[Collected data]
#####

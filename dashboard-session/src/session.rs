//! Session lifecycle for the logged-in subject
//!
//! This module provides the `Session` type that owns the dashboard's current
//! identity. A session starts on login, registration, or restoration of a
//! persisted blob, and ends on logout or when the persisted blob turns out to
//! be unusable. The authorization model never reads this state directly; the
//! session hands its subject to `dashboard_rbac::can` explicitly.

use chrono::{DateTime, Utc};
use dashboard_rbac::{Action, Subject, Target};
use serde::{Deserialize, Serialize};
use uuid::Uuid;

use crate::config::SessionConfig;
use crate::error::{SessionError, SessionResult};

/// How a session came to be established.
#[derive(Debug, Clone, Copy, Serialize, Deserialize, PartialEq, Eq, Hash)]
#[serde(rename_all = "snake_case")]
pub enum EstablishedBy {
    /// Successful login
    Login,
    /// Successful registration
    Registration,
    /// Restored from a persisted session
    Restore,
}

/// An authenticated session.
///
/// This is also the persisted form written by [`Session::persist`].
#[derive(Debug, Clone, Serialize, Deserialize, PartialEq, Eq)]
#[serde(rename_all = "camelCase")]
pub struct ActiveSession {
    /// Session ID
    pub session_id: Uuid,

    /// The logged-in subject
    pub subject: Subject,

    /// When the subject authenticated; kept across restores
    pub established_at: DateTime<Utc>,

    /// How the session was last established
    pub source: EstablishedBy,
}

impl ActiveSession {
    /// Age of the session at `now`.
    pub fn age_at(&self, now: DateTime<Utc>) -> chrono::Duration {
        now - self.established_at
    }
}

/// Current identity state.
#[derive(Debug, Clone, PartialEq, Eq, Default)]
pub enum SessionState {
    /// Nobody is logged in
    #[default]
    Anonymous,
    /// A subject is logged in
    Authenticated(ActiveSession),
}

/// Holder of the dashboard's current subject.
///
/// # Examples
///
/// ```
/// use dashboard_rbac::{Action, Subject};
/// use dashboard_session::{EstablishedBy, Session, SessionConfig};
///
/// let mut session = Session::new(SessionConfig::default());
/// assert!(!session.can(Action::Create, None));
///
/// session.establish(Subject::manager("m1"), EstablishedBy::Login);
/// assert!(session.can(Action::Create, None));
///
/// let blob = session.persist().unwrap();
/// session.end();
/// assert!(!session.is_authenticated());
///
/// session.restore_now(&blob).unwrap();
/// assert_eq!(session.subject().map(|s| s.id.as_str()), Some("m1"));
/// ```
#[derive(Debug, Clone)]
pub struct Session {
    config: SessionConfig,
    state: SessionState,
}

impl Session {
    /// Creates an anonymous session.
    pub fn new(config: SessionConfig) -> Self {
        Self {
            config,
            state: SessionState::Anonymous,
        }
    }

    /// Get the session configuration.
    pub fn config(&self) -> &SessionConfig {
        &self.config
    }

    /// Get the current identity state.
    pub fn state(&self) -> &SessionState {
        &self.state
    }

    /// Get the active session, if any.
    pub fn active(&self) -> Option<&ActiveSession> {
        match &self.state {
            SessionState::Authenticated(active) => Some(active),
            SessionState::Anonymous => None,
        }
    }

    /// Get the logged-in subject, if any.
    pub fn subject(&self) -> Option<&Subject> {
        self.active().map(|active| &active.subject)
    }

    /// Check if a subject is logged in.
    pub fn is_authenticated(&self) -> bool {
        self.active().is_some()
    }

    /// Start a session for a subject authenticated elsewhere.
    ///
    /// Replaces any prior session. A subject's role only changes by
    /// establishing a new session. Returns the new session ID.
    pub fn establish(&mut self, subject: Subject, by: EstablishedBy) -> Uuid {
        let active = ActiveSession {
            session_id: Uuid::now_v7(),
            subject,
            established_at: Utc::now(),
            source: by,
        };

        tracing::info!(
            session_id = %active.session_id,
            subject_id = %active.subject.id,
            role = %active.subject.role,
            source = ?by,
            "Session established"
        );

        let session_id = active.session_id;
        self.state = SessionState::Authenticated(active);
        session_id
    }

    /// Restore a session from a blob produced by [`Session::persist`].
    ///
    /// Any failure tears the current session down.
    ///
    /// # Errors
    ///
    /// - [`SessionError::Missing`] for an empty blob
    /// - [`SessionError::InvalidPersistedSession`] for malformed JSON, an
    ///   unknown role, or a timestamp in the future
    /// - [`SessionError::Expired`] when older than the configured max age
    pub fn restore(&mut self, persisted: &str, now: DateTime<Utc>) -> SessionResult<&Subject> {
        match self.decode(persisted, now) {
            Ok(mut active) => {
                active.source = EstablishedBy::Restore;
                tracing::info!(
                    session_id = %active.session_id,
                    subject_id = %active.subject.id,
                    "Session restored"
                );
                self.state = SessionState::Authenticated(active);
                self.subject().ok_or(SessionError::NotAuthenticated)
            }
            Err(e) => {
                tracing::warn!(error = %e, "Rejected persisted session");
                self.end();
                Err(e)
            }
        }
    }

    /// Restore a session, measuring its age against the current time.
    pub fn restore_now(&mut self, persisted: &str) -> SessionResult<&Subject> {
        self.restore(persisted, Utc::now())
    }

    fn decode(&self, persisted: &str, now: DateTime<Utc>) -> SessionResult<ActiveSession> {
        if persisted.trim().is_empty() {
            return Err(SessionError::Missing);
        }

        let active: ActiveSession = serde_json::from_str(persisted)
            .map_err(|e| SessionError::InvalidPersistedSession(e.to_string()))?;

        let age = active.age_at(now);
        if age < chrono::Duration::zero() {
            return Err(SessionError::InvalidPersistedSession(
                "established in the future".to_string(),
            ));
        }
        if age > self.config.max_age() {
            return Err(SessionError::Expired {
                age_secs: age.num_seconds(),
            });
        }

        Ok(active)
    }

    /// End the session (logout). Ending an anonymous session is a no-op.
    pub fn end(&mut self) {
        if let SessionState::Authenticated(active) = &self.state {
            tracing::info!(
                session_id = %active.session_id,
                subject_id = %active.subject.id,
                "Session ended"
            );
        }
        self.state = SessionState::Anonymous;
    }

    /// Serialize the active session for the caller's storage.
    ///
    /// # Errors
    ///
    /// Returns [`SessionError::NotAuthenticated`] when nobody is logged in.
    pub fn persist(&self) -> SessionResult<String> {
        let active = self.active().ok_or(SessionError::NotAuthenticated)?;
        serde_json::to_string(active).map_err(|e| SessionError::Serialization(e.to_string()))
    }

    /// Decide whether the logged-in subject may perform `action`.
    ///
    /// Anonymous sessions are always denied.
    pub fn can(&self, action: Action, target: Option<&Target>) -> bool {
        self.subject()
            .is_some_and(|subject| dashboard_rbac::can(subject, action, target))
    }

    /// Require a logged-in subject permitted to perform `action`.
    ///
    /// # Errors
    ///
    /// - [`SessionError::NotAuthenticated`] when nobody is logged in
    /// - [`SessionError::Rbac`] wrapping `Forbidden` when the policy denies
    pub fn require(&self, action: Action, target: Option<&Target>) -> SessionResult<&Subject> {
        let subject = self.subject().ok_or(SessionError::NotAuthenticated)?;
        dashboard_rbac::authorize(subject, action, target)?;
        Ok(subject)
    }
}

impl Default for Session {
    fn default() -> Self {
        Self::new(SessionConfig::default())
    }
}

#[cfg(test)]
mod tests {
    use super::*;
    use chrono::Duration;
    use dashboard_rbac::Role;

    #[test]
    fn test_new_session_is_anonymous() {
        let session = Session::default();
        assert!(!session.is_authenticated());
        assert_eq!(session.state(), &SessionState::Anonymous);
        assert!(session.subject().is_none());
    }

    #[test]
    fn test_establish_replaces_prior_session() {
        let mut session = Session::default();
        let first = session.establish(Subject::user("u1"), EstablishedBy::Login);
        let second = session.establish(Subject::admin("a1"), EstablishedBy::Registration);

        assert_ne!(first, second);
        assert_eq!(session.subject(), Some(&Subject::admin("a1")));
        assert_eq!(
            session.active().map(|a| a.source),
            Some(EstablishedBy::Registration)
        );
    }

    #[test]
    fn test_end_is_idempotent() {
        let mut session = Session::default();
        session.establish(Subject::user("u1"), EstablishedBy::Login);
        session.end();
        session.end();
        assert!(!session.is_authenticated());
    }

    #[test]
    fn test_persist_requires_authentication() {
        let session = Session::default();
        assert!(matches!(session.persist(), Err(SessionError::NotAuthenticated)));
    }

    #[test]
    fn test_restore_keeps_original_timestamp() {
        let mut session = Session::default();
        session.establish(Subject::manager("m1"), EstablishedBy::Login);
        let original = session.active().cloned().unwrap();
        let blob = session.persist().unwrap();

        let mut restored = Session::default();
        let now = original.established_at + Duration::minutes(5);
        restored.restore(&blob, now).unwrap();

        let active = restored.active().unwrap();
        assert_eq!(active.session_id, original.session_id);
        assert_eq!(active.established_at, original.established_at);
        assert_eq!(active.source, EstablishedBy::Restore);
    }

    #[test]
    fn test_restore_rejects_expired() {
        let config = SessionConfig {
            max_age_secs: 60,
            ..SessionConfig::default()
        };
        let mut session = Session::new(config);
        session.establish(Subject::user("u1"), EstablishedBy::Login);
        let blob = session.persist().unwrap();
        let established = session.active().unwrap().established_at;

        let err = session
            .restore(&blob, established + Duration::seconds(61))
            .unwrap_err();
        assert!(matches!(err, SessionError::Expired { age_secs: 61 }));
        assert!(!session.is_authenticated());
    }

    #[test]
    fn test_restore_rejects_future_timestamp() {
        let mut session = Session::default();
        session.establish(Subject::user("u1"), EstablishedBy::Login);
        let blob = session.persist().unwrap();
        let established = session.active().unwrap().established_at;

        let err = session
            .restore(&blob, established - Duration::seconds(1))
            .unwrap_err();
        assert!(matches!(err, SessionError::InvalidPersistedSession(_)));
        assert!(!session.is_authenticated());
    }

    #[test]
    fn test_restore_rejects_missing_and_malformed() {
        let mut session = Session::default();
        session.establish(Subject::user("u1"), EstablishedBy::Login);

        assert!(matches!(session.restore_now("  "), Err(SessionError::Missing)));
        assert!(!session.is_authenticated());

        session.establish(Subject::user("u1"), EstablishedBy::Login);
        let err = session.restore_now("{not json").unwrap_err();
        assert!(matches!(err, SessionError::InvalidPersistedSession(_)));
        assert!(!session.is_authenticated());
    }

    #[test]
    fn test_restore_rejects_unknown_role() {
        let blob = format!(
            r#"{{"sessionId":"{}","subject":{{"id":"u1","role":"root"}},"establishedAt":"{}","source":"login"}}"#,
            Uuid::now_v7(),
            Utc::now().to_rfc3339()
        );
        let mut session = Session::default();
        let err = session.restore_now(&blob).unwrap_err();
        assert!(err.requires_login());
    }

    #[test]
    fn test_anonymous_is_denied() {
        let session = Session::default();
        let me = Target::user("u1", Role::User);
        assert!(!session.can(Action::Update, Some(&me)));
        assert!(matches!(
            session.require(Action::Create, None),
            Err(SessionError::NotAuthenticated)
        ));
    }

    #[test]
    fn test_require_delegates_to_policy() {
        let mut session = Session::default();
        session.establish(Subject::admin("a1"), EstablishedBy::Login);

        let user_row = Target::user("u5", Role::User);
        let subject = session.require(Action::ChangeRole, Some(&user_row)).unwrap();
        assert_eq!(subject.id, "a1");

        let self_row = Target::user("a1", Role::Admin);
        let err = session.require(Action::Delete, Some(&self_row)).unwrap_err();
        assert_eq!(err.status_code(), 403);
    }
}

#####

## WHAT YOU HAVE TO DO
Locate the word "Duration" in the records above, and return each line that has it.

## SOLVED PROBLEM
    pub fn age_at(&self, now: DateTime<Utc>) -> chrono::Duration {
        if age < chrono::Duration::zero() {
    use chrono::Duration;
        let now = original.established_at + Duration::minutes(5);
            .restore(&blob, established + Duration::seconds(61))
            .restore(&blob, established - Duration::seconds(1))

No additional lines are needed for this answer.